- Opening Delimiter -
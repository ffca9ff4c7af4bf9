//! External video-processing engine boundary.
//!
//! The pipeline treats the engine as a black box: bytes in, filter spec in,
//! bytes out. [`VideoEngine`] is the injectable seam; [`FfmpegEngine`] is the
//! production implementation, spawning `ffmpeg`/`ffprobe` subprocesses with
//! temp-file I/O. One invocation spawns one isolated process, so a single
//! engine value never has two concurrent in-flight runs of its own making;
//! serializing runs is the session's job.

use std::io::{BufRead, BufReader};
use std::path::Path;
use std::process::{Command, Stdio};
use std::sync::OnceLock;

use log::{debug, info};

use crate::error::{Error, Result};
use crate::region::FilterSpec;

/// Native width and height of a video stream, in pixels.
#[derive(Debug, Clone, Copy, PartialEq, Eq)]
pub struct FrameDimensions {
    /// Frame width in pixels.
    pub width: u32,
    /// Frame height in pixels.
    pub height: u32,
}

/// Re-encode parameters passed alongside the filter spec.
#[derive(Debug, Clone)]
pub struct EncodingSettings {
    /// Video codec name.
    pub codec: String,
    /// Encoder speed preset.
    pub preset: String,
    /// Constant rate factor (quality).
    pub crf: u8,
}

impl Default for EncodingSettings {
    fn default() -> Self {
        Self {
            codec: "libx264".to_string(),
            preset: "ultrafast".to_string(),
            crf: 23,
        }
    }
}

/// The external engine capability the pipeline depends on.
///
/// Implementations must be safe to share across pipeline runs, but a single
/// instance is not required to support two concurrent removal invocations;
/// callers either serialize runs or use one instance per run.
pub trait VideoEngine {
    /// One-time readiness check. Idempotent and memoized; may be called
    /// speculatively before any source is submitted.
    ///
    /// # Errors
    ///
    /// Returns [`Error::EngineInit`] if the engine is unavailable.
    fn initialize(&self) -> Result<()>;

    /// Probe the native frame dimensions of a video.
    ///
    /// # Errors
    ///
    /// Returns [`Error::EngineFailed`] if the input cannot be probed.
    fn probe_dimensions(&self, input: &[u8]) -> Result<FrameDimensions>;

    /// Blank the given rectangle on every frame, re-encoding video and
    /// passing audio through unmodified. Returns the processed bytes.
    ///
    /// Execution progress is reported through `on_progress` as a fraction in
    /// `[0, 1]`, best-effort: an engine that cannot measure progress may not
    /// call it at all. The reports are observational only.
    ///
    /// # Errors
    ///
    /// Returns [`Error::EngineFailed`] if the invocation fails. Callers must
    /// propagate the failure; substituting the unprocessed input as output
    /// is not an acceptable fallback.
    fn remove_region(
        &self,
        input: &[u8],
        spec: &FilterSpec,
        on_progress: &mut dyn FnMut(f32),
    ) -> Result<Vec<u8>>;
}

/// Subprocess-based engine backed by `ffmpeg` and `ffprobe`.
pub struct FfmpegEngine {
    ffmpeg_path: String,
    ffprobe_path: String,
    encoding: EncodingSettings,
    ready: OnceLock<std::result::Result<(), String>>,
}

impl Default for FfmpegEngine {
    fn default() -> Self {
        Self::new("ffmpeg", "ffprobe", EncodingSettings::default())
            .unwrap_or_else(|_| unreachable!("default binary names are valid"))
    }
}

impl FfmpegEngine {
    /// Create an engine using the given binary paths and encode settings.
    ///
    /// # Errors
    ///
    /// Returns [`Error::EngineInit`] if either path contains shell
    /// metacharacters.
    pub fn new(
        ffmpeg_path: impl Into<String>,
        ffprobe_path: impl Into<String>,
        encoding: EncodingSettings,
    ) -> Result<Self> {
        let ffmpeg_path = ffmpeg_path.into();
        let ffprobe_path = ffprobe_path.into();
        validate_binary_path(&ffmpeg_path)?;
        validate_binary_path(&ffprobe_path)?;
        Ok(Self {
            ffmpeg_path,
            ffprobe_path,
            encoding,
            ready: OnceLock::new(),
        })
    }

    fn write_temp_input(&self, input: &[u8]) -> Result<tempfile::NamedTempFile> {
        // ffmpeg sniffs the container from content, but a .mp4 suffix keeps
        // format guessing off the table for the common case.
        let file = tempfile::Builder::new().suffix(".mp4").tempfile()?;
        std::fs::write(file.path(), input)?;
        Ok(file)
    }

    /// Probe the source duration for progress reporting. Best-effort: a
    /// probe failure only costs the intermediate progress reports.
    fn probe_duration_us(&self, input_path: &Path) -> Option<u64> {
        let output = Command::new(&self.ffprobe_path)
            .args(["-v", "error", "-show_entries", "format=duration", "-of", "csv=p=0"])
            .arg(input_path)
            .output()
            .ok()?;
        if !output.status.success() {
            return None;
        }
        let seconds: f64 = String::from_utf8_lossy(&output.stdout).trim().parse().ok()?;
        if !seconds.is_finite() || seconds <= 0.0 {
            return None;
        }
        #[allow(clippy::cast_possible_truncation, clippy::cast_sign_loss)]
        let micros = (seconds * 1_000_000.0) as u64;
        Some(micros)
    }

    fn run_ffmpeg(
        &self,
        input_path: &Path,
        output_path: &Path,
        filter: &str,
        on_progress: &mut dyn FnMut(f32),
    ) -> Result<()> {
        debug!("invoking {} with filter {filter}", self.ffmpeg_path);
        let duration_us = self.probe_duration_us(input_path);

        let mut child = Command::new(&self.ffmpeg_path)
            .args([
                "-y",
                "-hide_banner",
                "-loglevel",
                "error",
                "-nostats",
                "-progress",
                "pipe:1",
                "-i",
            ])
            .arg(input_path)
            .args(["-vf", filter, "-c:v", &self.encoding.codec])
            .args(["-preset", &self.encoding.preset])
            .args(["-crf", &self.encoding.crf.to_string()])
            .args(["-c:a", "copy"])
            .arg(output_path)
            .stdin(Stdio::null())
            .stdout(Stdio::piped())
            .stderr(Stdio::piped())
            .spawn()
            .map_err(|e| Error::EngineFailed {
                message: format!("failed to spawn {}: {e}", self.ffmpeg_path),
                stderr: None,
            })?;

        // ffmpeg writes key=value progress records to stdout; forward the
        // elapsed output time against the probed duration.
        if let Some(stdout) = child.stdout.take() {
            for line in BufReader::new(stdout).lines() {
                let Ok(line) = line else { break };
                if let (Some(done_us), Some(total_us)) =
                    (parse_out_time_us(&line), duration_us)
                {
                    #[allow(clippy::cast_precision_loss)]
                    on_progress((done_us as f32 / total_us as f32).clamp(0.0, 1.0));
                }
            }
        }

        let output = child.wait_with_output().map_err(|e| Error::EngineFailed {
            message: format!("failed to wait for {}: {e}", self.ffmpeg_path),
            stderr: None,
        })?;

        if !output.status.success() {
            return Err(Error::EngineFailed {
                message: format!("region removal failed (filter: {filter})"),
                stderr: Some(String::from_utf8_lossy(&output.stderr).into_owned()),
            });
        }
        Ok(())
    }
}

impl VideoEngine for FfmpegEngine {
    fn initialize(&self) -> Result<()> {
        let ready = self.ready.get_or_init(|| {
            let status = Command::new(&self.ffmpeg_path)
                .args(["-version"])
                .output();
            match status {
                Ok(out) if out.status.success() => {
                    info!("{} available", self.ffmpeg_path);
                    Ok(())
                }
                Ok(out) => Err(format!(
                    "{} -version exited with {}",
                    self.ffmpeg_path, out.status
                )),
                Err(e) => Err(format!("{} not runnable: {e}", self.ffmpeg_path)),
            }
        });
        ready.clone().map_err(Error::EngineInit)
    }

    fn probe_dimensions(&self, input: &[u8]) -> Result<FrameDimensions> {
        let temp = self.write_temp_input(input)?;
        let output = Command::new(&self.ffprobe_path)
            .args([
                "-v",
                "error",
                "-select_streams",
                "v:0",
                "-show_entries",
                "stream=width,height",
                "-of",
                "csv=s=x:p=0",
            ])
            .arg(temp.path())
            .output()
            .map_err(|e| Error::EngineFailed {
                message: format!("failed to spawn {}: {e}", self.ffprobe_path),
                stderr: None,
            })?;

        if !output.status.success() {
            return Err(Error::EngineFailed {
                message: "dimension probe failed".to_string(),
                stderr: Some(String::from_utf8_lossy(&output.stderr).into_owned()),
            });
        }

        parse_dimensions(&String::from_utf8_lossy(&output.stdout))
    }

    fn remove_region(
        &self,
        input: &[u8],
        spec: &FilterSpec,
        on_progress: &mut dyn FnMut(f32),
    ) -> Result<Vec<u8>> {
        self.initialize()?;

        let input_file = self.write_temp_input(input)?;
        let output_file = tempfile::Builder::new().suffix(".mp4").tempfile()?;

        self.run_ffmpeg(
            input_file.path(),
            output_file.path(),
            &spec.to_filter_string(),
            on_progress,
        )?;

        let data = std::fs::read(output_file.path())?;
        if data.is_empty() {
            return Err(Error::EngineFailed {
                message: "engine produced empty output".to_string(),
                stderr: None,
            });
        }
        Ok(data)
    }
}

/// Parse one ffmpeg progress record line into elapsed output time.
///
/// Both `out_time_us` and `out_time_ms` carry microseconds (the `_ms` name
/// is historical). Lines before the first frame can carry negative
/// sentinels, which fail the unsigned parse and are skipped.
fn parse_out_time_us(line: &str) -> Option<u64> {
    let value = line
        .strip_prefix("out_time_us=")
        .or_else(|| line.strip_prefix("out_time_ms="))?;
    value.trim().parse().ok()
}

/// Parse ffprobe's `WIDTHxHEIGHT` csv line.
fn parse_dimensions(raw: &str) -> Result<FrameDimensions> {
    let line = raw.lines().next().unwrap_or("").trim();
    let parsed = line.split_once('x').and_then(|(w, h)| {
        let width = w.trim().parse::<u32>().ok()?;
        let height = h.trim().parse::<u32>().ok()?;
        (width > 0 && height > 0).then_some(FrameDimensions { width, height })
    });
    parsed.ok_or_else(|| Error::EngineFailed {
        message: format!("unparseable dimension probe output: {line:?}"),
        stderr: None,
    })
}

/// Reject binary paths containing shell metacharacters.
fn validate_binary_path(path: &str) -> Result<()> {
    const DANGEROUS: [char; 11] = [';', '|', '&', '$', '`', '(', ')', '<', '>', '\n', '\r'];
    if path.is_empty() || path.chars().any(|c| DANGEROUS.contains(&c)) {
        return Err(Error::EngineInit(format!(
            "invalid engine binary path: {path:?}"
        )));
    }
    Ok(())
}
- Closing Delimiter -
[Exercise]:
Find and show each line of the listing with the word "args".

[Response to this exercise]:
            .args(["-v", "error", "-show_entries", "format=duration", "-of", "csv=p=0"])
            .args([
            .args(["-vf", filter, "-c:v", &self.encoding.codec])
            .args(["-preset", &self.encoding.preset])
            .args(["-crf", &self.encoding.crf.to_string()])
            .args(["-c:a", "copy"])
                .args(["-version"])
            .args([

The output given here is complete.